Each year, the Great Pumpkin rises out of the pumpkin patch that he thinks is the most sincere. Well, what could be more sincere than a community garden? Your entry has planted a community pumpkin patch, and each of you is responsible for caring for all of the pumpkins in some rectangular portion of the patch. (All sides of these rectangular regions run either north-south or east-west.) To guarantee that you have at least a few healthy pumpkins in the crop, these rectangular regions are organized so that given any two students, there is at least one pumpkin which both students must water. Prove that there is then at least one pumpkin in the patch which should get watered by every single member of the entry!
He’s gotta pick this one. He’s got to! I don’t see how a pumpkin patch can be more sincere than this one.
Congratulations to Daniel Phelps for submitting a correct solution to this month’s puzzle!

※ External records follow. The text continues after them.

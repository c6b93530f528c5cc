use crate::constants::{
    ASTEROID_CONFIDENCE_PRIOR, ASTEROID_STABILITY_PRIOR, DEFAULT_INVALID_ACTION_PENALTY,
    FUEL_MAX, HULL_MAX, MAX_ASTEROIDS, MAX_NEIGHBORS, MAX_NODES, N_COMMODITIES, PRICE_BASE,
    START_DECOYS, START_REPAIR_KITS, START_STABILIZERS, TIME_MAX, TOOL_MAX,
};
use crate::rng::Pcg32;
use serde::{Deserialize, Serialize};

// ---------------------------------------------------------------------------
// Configuration
// ---------------------------------------------------------------------------

/// Per-instance configuration. Non-positive values fall back to defaults.
#[derive(Debug, Clone, Copy, PartialEq, Serialize, Deserialize)]
#[serde(default)]
pub struct EngineConfig {
    pub time_max: f32,
    pub invalid_action_penalty: f32,
}

impl Default for EngineConfig {
    fn default() -> Self {
        Self {
            time_max: TIME_MAX,
            invalid_action_penalty: DEFAULT_INVALID_ACTION_PENALTY,
        }
    }
}

impl EngineConfig {
    /// Replaces every non-positive field with its default.
    #[must_use]
    pub fn sanitized(self) -> Self {
        let defaults = Self::default();
        Self {
            time_max: if self.time_max > 0.0 {
                self.time_max
            } else {
                defaults.time_max
            },
            invalid_action_penalty: if self.invalid_action_penalty > 0.0 {
                self.invalid_action_penalty
            } else {
                defaults.invalid_action_penalty
            },
        }
    }
}

// ---------------------------------------------------------------------------
// World graph
// ---------------------------------------------------------------------------

#[derive(Debug, Clone, Copy, Default, PartialEq, Eq, Serialize, Deserialize)]
#[serde(rename_all = "snake_case")]
pub enum NodeKind {
    Station,
    #[default]
    Cluster,
    Hazard,
}

impl NodeKind {
    /// Position in the observation's one-hot node-type block.
    pub fn index(self) -> usize {
        match self {
            NodeKind::Station => 0,
            NodeKind::Cluster => 1,
            NodeKind::Hazard => 2,
        }
    }
}

/// One side of an undirected edge, stored in the owning node's slot.
#[derive(Debug, Clone, Copy, PartialEq, Serialize, Deserialize)]
pub struct Edge {
    pub to: usize,
    pub travel_time: u8,
    pub fuel_cost: f32,
    pub threat: f32,
    pub threat_estimate: f32,
}

/// The agent's noisy knowledge of an asteroid. Only scans touch it.
#[derive(Debug, Clone, Copy, PartialEq, Serialize, Deserialize)]
pub struct AsteroidEstimate {
    pub composition: [f32; N_COMMODITIES],
    pub stability: f32,
    pub confidence: f32,
}

impl AsteroidEstimate {
    pub fn uninformed(composition: [f32; N_COMMODITIES]) -> Self {
        Self {
            composition,
            stability: ASTEROID_STABILITY_PRIOR,
            confidence: ASTEROID_CONFIDENCE_PRIOR,
        }
    }
}

#[derive(Debug, Clone, Copy, PartialEq, Serialize, Deserialize)]
pub struct Asteroid {
    pub composition: [f32; N_COMMODITIES],
    pub richness: f32,
    pub stability: f32,
    pub noise_profile: f32,
    pub depletion: f32,
    pub estimate: AsteroidEstimate,
}

impl Asteroid {
    pub fn is_depleted(&self) -> bool {
        self.depletion >= 1.0
    }
}

#[derive(Debug, Clone, Default, PartialEq, Serialize, Deserialize)]
pub struct Node {
    pub kind: NodeKind,
    pub hazard: f32,
    pub pirate: f32,
    pub edges: [Option<Edge>; MAX_NEIGHBORS],
    pub asteroids: [Option<Asteroid>; MAX_ASTEROIDS],
    /// BFS hop count to the station, saturated at `MAX_NODES - 1`.
    pub steps_to_station: u8,
}

impl Node {
    pub fn has_edge_to(&self, other: usize) -> bool {
        self.edges.iter().flatten().any(|edge| edge.to == other)
    }

    pub fn first_free_slot(&self) -> Option<usize> {
        self.edges.iter().position(Option::is_none)
    }

    pub fn neighbor_count(&self) -> usize {
        self.edges.iter().flatten().count()
    }
}

#[derive(Debug, Clone, PartialEq, Serialize, Deserialize)]
pub struct World {
    pub node_count: usize,
    pub nodes: [Node; MAX_NODES],
}

impl World {
    /// All `MAX_NODES` slots are held inline; only the first `node_count` are live.
    pub fn empty(node_count: usize) -> Self {
        Self {
            node_count,
            nodes: std::array::from_fn(|_| Node::default()),
        }
    }

    pub fn live_nodes(&self) -> &[Node] {
        &self.nodes[..self.node_count]
    }
}

// ---------------------------------------------------------------------------
// Market
// ---------------------------------------------------------------------------

#[derive(Debug, Clone, Copy, Default, PartialEq, Serialize, Deserialize)]
pub struct CommodityMarket {
    pub price: f32,
    pub prev_price: f32,
    pub phase: f32,
    pub period: f32,
    pub amplitude: f32,
    pub inventory: f32,
    pub recent_sales: f32,
}

#[derive(Debug, Clone, Copy, Default, PartialEq, Serialize, Deserialize)]
pub struct Market {
    pub commodities: [CommodityMarket; N_COMMODITIES],
}

impl Market {
    /// Cargo valued at current prices.
    pub fn value_of(&self, cargo: &[f32; N_COMMODITIES]) -> f32 {
        let mut value = 0.0_f32;
        for (held, commodity) in cargo.iter().zip(&self.commodities) {
            value += held * commodity.price;
        }
        value
    }

    pub fn base_price(commodity: usize) -> f32 {
        PRICE_BASE[commodity]
    }
}

// ---------------------------------------------------------------------------
// Ship and episode bookkeeping
// ---------------------------------------------------------------------------

#[derive(Debug, Clone, PartialEq, Serialize, Deserialize)]
pub struct Ship {
    pub credits: f32,
    pub fuel: f32,
    pub hull: f32,
    pub heat: f32,
    pub tool: f32,
    pub alert: f32,
    pub cargo: [f32; N_COMMODITIES],
    pub repair_kits: u8,
    pub stabilizers: u8,
    pub decoys: u8,
    pub escape_buff: u8,
    /// Indexed by asteroid slot, independent of node.
    pub stabilize_buff: [u8; MAX_ASTEROIDS],
    pub node: usize,
    pub selected: Option<usize>,
}

impl Default for Ship {
    fn default() -> Self {
        Self {
            credits: 0.0,
            fuel: FUEL_MAX,
            hull: HULL_MAX,
            heat: 0.0,
            tool: TOOL_MAX,
            alert: 0.0,
            cargo: [0.0; N_COMMODITIES],
            repair_kits: START_REPAIR_KITS,
            stabilizers: START_STABILIZERS,
            decoys: START_DECOYS,
            escape_buff: 0,
            stabilize_buff: [0; MAX_ASTEROIDS],
            node: 0,
            selected: None,
        }
    }
}

impl Ship {
    pub fn cargo_total(&self) -> f32 {
        let mut total = 0.0_f32;
        for held in &self.cargo {
            total += held;
        }
        total
    }
}

#[derive(Debug, Clone, Default, PartialEq, Serialize, Deserialize)]
pub struct EpisodeStats {
    pub total_spend: f32,
    pub overheat_ticks: u32,
    pub pirate_encounters: u32,
    pub value_lost_to_pirates: f32,
    pub scan_count: u32,
    pub mining_ticks: u32,
    pub fuel_start: f32,
    pub hull_start: f32,
    pub tool_start: f32,
    pub cargo_util_sum: f32,
    pub cargo_util_count: f32,
}

// ---------------------------------------------------------------------------
// Simulation state
// ---------------------------------------------------------------------------

/// Full state of one instance: regenerated wholesale on reset.
#[derive(Debug, Clone, PartialEq, Serialize, Deserialize)]
pub struct SimState {
    pub config: EngineConfig,
    pub seed: u64,
    pub rng: Pcg32,
    pub world: World,
    pub market: Market,
    pub ship: Ship,
    pub stats: EpisodeStats,
    pub ticks_elapsed: u32,
    pub time_remaining: f32,
}

impl SimState {
    pub fn current_node(&self) -> &Node {
        &self.world.nodes[self.ship.node]
    }

    pub fn at_station(&self) -> bool {
        self.current_node().kind == NodeKind::Station
    }

    /// Selected asteroid slot if it exists at the current node and is not depleted.
    pub fn valid_selection(&self) -> Option<usize> {
        let slot = self.ship.selected?;
        match self.current_node().asteroids.get(slot) {
            Some(Some(asteroid)) if !asteroid.is_depleted() => Some(slot),
            _ => None,
        }
    }

    pub fn asteroid_mut(&mut self, slot: usize) -> Option<&mut Asteroid> {
        let node = self.ship.node;
        self.world.nodes[node].asteroids[slot].as_mut()
    }

    pub fn cargo_value(&self) -> f32 {
        self.market.value_of(&self.ship.cargo)
    }
}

Draw the rectangular regions in the plane, and consider the projections of the east-west sides onto the x-axis. This projection results in a collection of closed intervals, say [a_i, b_i], on the real line. Consider the maximum of all of the a_i and the minimum of all of the b_i, which we denote by a_max and b_min. Then the intervals [a_max, b_j] and [a_k, b_min] share a common interval (corresponding to the projection of their common pumpkin) by hypothesis. Now, since all other a values lie to the left of a_max and all other b values to the right of b_min, this common interval also lies in every other interval [a_i, b_i]. Similarly, projecting the north-south sides of the regions onto the y-axis yields a in interval which is common amongst these projections, corresponding to the projection of a pumpkin that must then be common to all of these intervals. The preimage of these two common intervals on the x- and y-axes contains a pumpkin that is scheduled to be watered by all entry members. (You might be interested to know that this question is a reformulation of the one-dimensional version of a more general result called Helley’s Theorem!)